» About this task
Of the lines below, write out exactly those from the line with "self.index = 0;" through the line with "audio is on", both included, and skip the rest.

=-=-=

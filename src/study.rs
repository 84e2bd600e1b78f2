//! Interactive study flows (`lingo lesson`, `lingo review`, ...)
//!
//! A lesson is a deck of cards walked front to back. Revealing a card records
//! its item as learned. Reviews run a [`QuizSession`] over learned words.

use dialoguer::{Confirm, Select};
use rand::Rng;

use crate::catalog::{Catalog, Lesson, VocabularyItem};
use crate::config::QuizConfig;
use crate::progress::LearnedWordStore;
use crate::quiz::{AnswerState, QuizQuestion, QuizSession, QuizState};
use crate::voice::{SpeakOutcome, Speaker};

/// Position within a lesson
#[derive(Debug)]
pub struct CardDeck<'a> {
    lesson: &'a Lesson,
    index: usize,
    flipped: bool,
}

impl<'a> CardDeck<'a> {
    /// Start at the first card, face down
    #[must_use]
    pub const fn new(lesson: &'a Lesson) -> Self {
        Self {
            lesson,
            index: 0,
            flipped: false,
        }
    }

    /// The card being shown
    #[must_use]
    pub fn current(&self) -> Option<&'a VocabularyItem> {
        self.lesson.items.get(self.index)
    }

    /// Turn the card over
    ///
    /// Returns `true` if the translation side is now showing.
    pub const fn flip(&mut self) -> bool {
        self.flipped = !self.flipped;
        self.flipped
    }

    /// Whether the translation side is showing
    #[must_use]
    pub const fn is_flipped(&self) -> bool {
        self.flipped
    }

    /// Move forward, face down
    ///
    /// Returns `false` on the last card; the lesson is then complete.
    pub fn advance(&mut self) -> bool {
        if self.is_last() {
            return false;
        }
        self.index += 1;
        self.flipped = false;
        true
    }

    /// Move back, face down
    ///
    /// Returns `false` on the first card.
    pub const fn back(&mut self) -> bool {
        if self.index == 0 {
            return false;
        }
        self.index -= 1;
        self.flipped = false;
        true
    }

    /// Go back to the first card
    pub const fn restart(&mut self) {
        self.index = 0;
        self.flipped = false;
    }

    /// Whether the last card is showing
    #[must_use]
    pub fn is_last(&self) -> bool {
        self.index + 1 >= self.lesson.items.len()
    }

    /// One-based position and card count
    #[must_use]
    pub fn position(&self) -> (usize, usize) {
        (self.index + 1, self.lesson.items.len())
    }
}

/// Choices offered on a card
#[derive(Debug, Clone, Copy, PartialEq, Eq)]
pub enum CardAction {
    /// Show the other side
    Flip,
    /// Speak the word
    ListenWord,
    /// Speak the example phrase
    ListenPhrase,
    /// Previous card
    Back,
    /// Next card
    Next,
    /// Finish the lesson from the last card
    Complete,
    /// Leave the lesson
    Quit,
}

impl CardAction {
    const fn label(self) -> &'static str {
        match self {
            Self::Flip => "Flip card",
            Self::ListenWord => "Listen to word",
            Self::ListenPhrase => "Listen to phrase",
            Self::Back => "Back",
            Self::Next => "Next",
            Self::Complete => "Complete",
            Self::Quit => "Quit",
        }
    }
}

/// Actions available for the deck's current state
#[must_use]
pub fn card_actions(deck: &CardDeck<'_>, audio: bool) -> Vec<CardAction> {
    let mut actions = vec![CardAction::Flip];
    if audio {
        actions.push(if deck.is_flipped() {
            CardAction::ListenPhrase
        } else {
            CardAction::ListenWord
        });
    }
    if deck.position().0 > 1 {
        actions.push(CardAction::Back);
    }
    actions.push(if deck.is_last() {
        CardAction::Complete
    } else {
        CardAction::Next
    });
    actions.push(CardAction::Quit);
    actions
}

/// Choices offered on a review question
#[derive(Debug, Clone, Copy, PartialEq, Eq)]
pub enum ReviewChoice {
    /// Pick the option at this index
    Answer(usize),
    /// Speak the word under review
    Listen,
}

/// Answer options for a question, followed by "Listen" when audio is on
#[must_use]
pub fn review_choices(question: &QuizQuestion, audio: bool) -> Vec<ReviewChoice> {
    let mut choices: Vec<ReviewChoice> = (0..question.options.len())
        .map(ReviewChoice::Answer)
        .collect();
    if audio {
        choices.push(ReviewChoice::Listen);
    }
    choices
}

/// Print levels with lesson and learned-word counts
pub fn print_levels(catalog: &Catalog, store: &LearnedWordStore, language: &str) {
    println!("Levels for {language}\n");
    for (code, level) in catalog.levels(language) {
        let items: Vec<&VocabularyItem> = level.lessons.iter().flat_map(|l| &l.items).collect();
        let learned = items.iter().filter(|item| store.contains(&item.id)).count();
        println!(
            "  {code:<4} {:<24} {} lesson(s), {learned}/{} learned",
            level.name,
            level.lessons.len(),
            items.len()
        );
        for lesson in &level.lessons {
            println!("         - {} ({})", lesson.title, lesson.id);
        }
    }
}

/// Print learned words for a language, newest first
pub fn print_vocabulary(store: &LearnedWordStore, language: &str) {
    let words = store.recent(language);
    if words.is_empty() {
        println!("No words learned yet for {language}. Start with `lingo lesson`.");
        return;
    }

    println!("{} word(s) learned in {language}\n", words.len());
    for word in words {
        println!(
            "  {:<28} {:<28} {}",
            word.item.word,
            word.translation(),
            word.level.as_deref().unwrap_or("-")
        );
    }
}

/// Pick learned words to hear until the user is done
///
/// # Errors
///
/// Returns error if terminal input fails
#[allow(clippy::future_not_send)]
pub async fn listen_vocabulary(
    store: &LearnedWordStore,
    speaker: Option<&Speaker>,
    language: &str,
) -> anyhow::Result<()> {
    let words = store.recent(language);
    if words.is_empty() || speaker.is_none() {
        return Ok(());
    }

    let mut labels: Vec<String> = words
        .iter()
        .map(|w| format!("{} ({})", w.item.word, w.translation()))
        .collect();
    labels.push("Done".to_string());

    loop {
        let idx = Select::new()
            .with_prompt("Listen to")
            .items(&labels)
            .default(0)
            .interact()?;
        let Some(word) = words.get(idx) else {
            return Ok(());
        };
        say(speaker, &word.item.word, language).await;
    }
}

/// Run a lesson interactively
///
/// Without `lesson_id` the user picks one of the level's lessons.
///
/// # Errors
///
/// Returns error if the level or lesson is unknown, or terminal input fails
#[allow(clippy::future_not_send)]
pub async fn run_lesson(
    catalog: &Catalog,
    store: &mut LearnedWordStore,
    speaker: Option<&Speaker>,
    language: &str,
    level: &str,
    lesson_id: Option<&str>,
) -> anyhow::Result<()> {
    let lessons = catalog.lessons(language, level);
    if lessons.is_empty() {
        anyhow::bail!("no lessons for {language} at level {level}");
    }

    let lesson = match lesson_id {
        Some(id) => lessons
            .iter()
            .find(|l| l.id == id)
            .ok_or_else(|| anyhow::anyhow!("unknown lesson: {id}"))?,
        None if lessons.len() == 1 => &lessons[0],
        None => {
            let titles: Vec<&str> = lessons.iter().map(|l| l.title.as_str()).collect();
            let idx = Select::new()
                .with_prompt("Select a lesson")
                .items(&titles)
                .default(0)
                .interact()?;
            &lessons[idx]
        }
    };

    if lesson.items.is_empty() {
        println!("Lesson \"{}\" has no cards.", lesson.title);
        return Ok(());
    }

    tracing::info!(language, level, lesson = %lesson.id, "starting lesson");
    let mut deck = CardDeck::new(lesson);

    loop {
        let Some(card) = deck.current() else {
            break;
        };
        print_card(&deck, card);

        let actions = card_actions(&deck, speaker.is_some());
        let labels: Vec<&str> = actions.iter().map(|a| a.label()).collect();
        let idx = Select::new().items(&labels).default(0).interact()?;

        match actions[idx] {
            CardAction::Flip => {
                let revealed = deck.flip();
                if revealed && let Err(e) = store.mark_learned(card, language, level) {
                    tracing::warn!(error = %e, id = %card.id, "failed to save progress");
                }
            }
            CardAction::ListenWord => say(speaker, &card.word, language).await,
            CardAction::ListenPhrase => say(speaker, &card.phrase, language).await,
            CardAction::Back => {
                deck.back();
            }
            CardAction::Next => {
                deck.advance();
            }
            CardAction::Complete => {
                println!("\nLesson complete! You finished level {level}.");
                let repeat = Confirm::new()
                    .with_prompt("Repeat this lesson?")
                    .default(false)
                    .interact()?;
                if !repeat {
                    break;
                }
                deck.restart();
            }
            CardAction::Quit => break,
        }
    }

    Ok(())
}

fn print_card(deck: &CardDeck<'_>, card: &VocabularyItem) {
    let (position, total) = deck.position();
    println!("\n[{position}/{total}]");
    if deck.is_flipped() {
        println!("  {}", card.translation);
        println!("  \"{}\"", card.phrase);
        if let Some(pronunciation) = &card.pronunciation {
            println!("  {pronunciation}");
        }
        println!("  ({})", card.phrase_translation);
    } else {
        println!("  {}", card.word);
    }
}

async fn say(speaker: Option<&Speaker>, text: &str, language: &str) {
    let Some(speaker) = speaker else {
        return;
    };

    match speaker.speak(text, language).await {
        SpeakOutcome::Playing(_) => {}
        SpeakOutcome::Busy => println!("(still speaking)"),
        SpeakOutcome::NoAudio => println!("(no audio available)"),
        SpeakOutcome::Failed(e) => println!("(audio failed: {e})"),
    }
}

/// Run review quizzes over learned words until the user stops
///
/// Returns the last `(score, total)`, or `None` if nothing has been learned
/// yet.
///
/// # Errors
///
/// Returns error if terminal input fails
#[allow(clippy::future_not_send)]
pub async fn run_review<R: Rng + ?Sized>(
    store: &LearnedWordStore,
    speaker: Option<&Speaker>,
    language: &str,
    quiz: QuizConfig,
    rng: &mut R,
) -> anyhow::Result<Option<(usize, usize)>> {
    let pool = store.for_language(language);
    if pool.is_empty() {
        println!("Learn some {language} words first. Revealed cards are added to your review pool.");
        return Ok(None);
    }

    loop {
        let mut session = QuizSession::generate(&pool, quiz.size, quiz.distractors, rng);
        session.start();
        tracing::info!(language, questions = session.total(), "starting review");

        while let Some(question) = session.current().cloned() {
            ask(&mut session, &question, speaker, language).await?;
            session.advance();
        }

        let result = (session.score(), session.total());
        println!("\nReview complete: {}/{} correct", result.0, result.1);

        let again = Confirm::new()
            .with_prompt("Review again?")
            .default(false)
            .interact()?;
        if !again {
            return Ok(Some(result));
        }
    }
}

#[allow(clippy::future_not_send)]
async fn ask(
    session: &mut QuizSession,
    question: &QuizQuestion,
    speaker: Option<&Speaker>,
    language: &str,
) -> anyhow::Result<()> {
    let (position, total) = match session.state() {
        QuizState::InProgress { index, .. } => (index + 1, session.total()),
        _ => (0, session.total()),
    };
    println!("\n[{position}/{total}] What does \"{}\" mean?", question.word.item.word);

    let choices = review_choices(question, speaker.is_some());
    let labels: Vec<&str> = choices
        .iter()
        .map(|c| match c {
            ReviewChoice::Answer(i) => question.options[*i].as_str(),
            ReviewChoice::Listen => "Listen",
        })
        .collect();

    loop {
        let idx = Select::new().items(&labels).default(0).interact()?;
        match choices[idx] {
            ReviewChoice::Answer(i) => {
                session.answer(&question.options[i]);
                break;
            }
            ReviewChoice::Listen => say(speaker, &question.word.item.word, language).await,
        }
    }

    match session.answer_state() {
        AnswerState::Correct => println!("Correct!"),
        AnswerState::Incorrect => println!("Incorrect. The answer was: {}", question.answer()),
        AnswerState::Unanswered => {}
    }
    println!("  \"{}\" ({})", question.word.item.phrase, question.word.item.phrase_translation);
    Ok(())
}

#[cfg(test)]
mod tests {
    use super::*;

    fn lesson(n: usize) -> Lesson {
        Lesson {
            id: "l1".to_string(),
            title: "Test".to_string(),
            items: (0..n)
                .map(|i| VocabularyItem {
                    id: format!("i{i}"),
                    word: format!("word{i}"),
                    translation: format!("t{i}"),
                    phrase: String::new(),
                    phrase_translation: String::new(),
                    pronunciation: None,
                })
                .collect(),
        }
    }

    #[test]
    fn deck_walks_forward_and_back() {
        let lesson = lesson(3);
        let mut deck = CardDeck::new(&lesson);
        assert_eq!(deck.position(), (1, 3));
        assert!(!deck.back());

        assert!(deck.flip());
        assert!(deck.advance());
        assert!(!deck.is_flipped());
        assert_eq!(deck.current().unwrap().id, "i1");

        assert!(deck.advance());
        assert!(deck.is_last());
        assert!(!deck.advance());

        assert!(deck.back());
        assert_eq!(deck.position(), (2, 3));

        deck.restart();
        assert_eq!(deck.current().unwrap().id, "i0");
    }

    #[test]
    fn flip_toggles() {
        let lesson = lesson(1);
        let mut deck = CardDeck::new(&lesson);
        assert!(deck.flip());
        assert!(!deck.flip());
    }

    #[test]
    fn actions_follow_deck_state() {
        let lesson = lesson(2);
        let mut deck = CardDeck::new(&lesson);
        assert_eq!(
            card_actions(&deck, true),
            vec![
                CardAction::Flip,
                CardAction::ListenWord,
                CardAction::Next,
                CardAction::Quit
            ]
        );

        deck.advance();
        deck.flip();
        assert_eq!(
            card_actions(&deck, true),
            vec![
                CardAction::Flip,
                CardAction::ListenPhrase,
                CardAction::Back,
                CardAction::Complete,
                CardAction::Quit
            ]
        );

        assert!(!card_actions(&deck, false).contains(&CardAction::ListenPhrase));
    }

    #[test]
    fn review_offers_listen_only_with_audio() {
        let item = lesson(1).items.remove(0);
        let question = QuizQuestion {
            word: crate::progress::LearnedWord {
                item,
                lang: "en".to_string(),
                level: None,
                learned_at: chrono::Utc::now(),
            },
            options: vec!["t0".to_string(), "---".to_string()],
        };

        assert_eq!(
            review_choices(&question, true),
            vec![
                ReviewChoice::Answer(0),
                ReviewChoice::Answer(1),
                ReviewChoice::Listen
            ]
        );
        assert!(!review_choices(&question, false).contains(&ReviewChoice::Listen));
    }
}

=-=-=

» Finished exercise
        self.index = 0;
        self.flipped = false;
    }

    /// Whether the last card is showing
    #[must_use]
    pub fn is_last(&self) -> bool {
        self.index + 1 >= self.lesson.items.len()
    }

    /// One-based position and card count
    #[must_use]
    pub fn position(&self) -> (usize, usize) {
        (self.index + 1, self.lesson.items.len())
    }
}

/// Choices offered on a card
#[derive(Debug, Clone, Copy, PartialEq, Eq)]
pub enum CardAction {
    /// Show the other side
    Flip,
    /// Speak the word
    ListenWord,
    /// Speak the example phrase
    ListenPhrase,
    /// Previous card
    Back,
    /// Next card
    Next,
    /// Finish the lesson from the last card
    Complete,
    /// Leave the lesson
    Quit,
}

impl CardAction {
    const fn label(self) -> &'static str {
        match self {
            Self::Flip => "Flip card",
            Self::ListenWord => "Listen to word",
            Self::ListenPhrase => "Listen to phrase",
            Self::Back => "Back",
            Self::Next => "Next",
            Self::Complete => "Complete",
            Self::Quit => "Quit",
        }
    }
}

/// Actions available for the deck's current state
#[must_use]
pub fn card_actions(deck: &CardDeck<'_>, audio: bool) -> Vec<CardAction> {
    let mut actions = vec![CardAction::Flip];
    if audio {
        actions.push(if deck.is_flipped() {
            CardAction::ListenPhrase
        } else {
            CardAction::ListenWord
        });
    }
    if deck.position().0 > 1 {
        actions.push(CardAction::Back);
    }
    actions.push(if deck.is_last() {
        CardAction::Complete
    } else {
        CardAction::Next
    });
    actions.push(CardAction::Quit);
    actions
}

/// Choices offered on a review question
#[derive(Debug, Clone, Copy, PartialEq, Eq)]
pub enum ReviewChoice {
    /// Pick the option at this index
    Answer(usize),
    /// Speak the word under review
    Listen,
}

/// Answer options for a question, followed by "Listen" when audio is on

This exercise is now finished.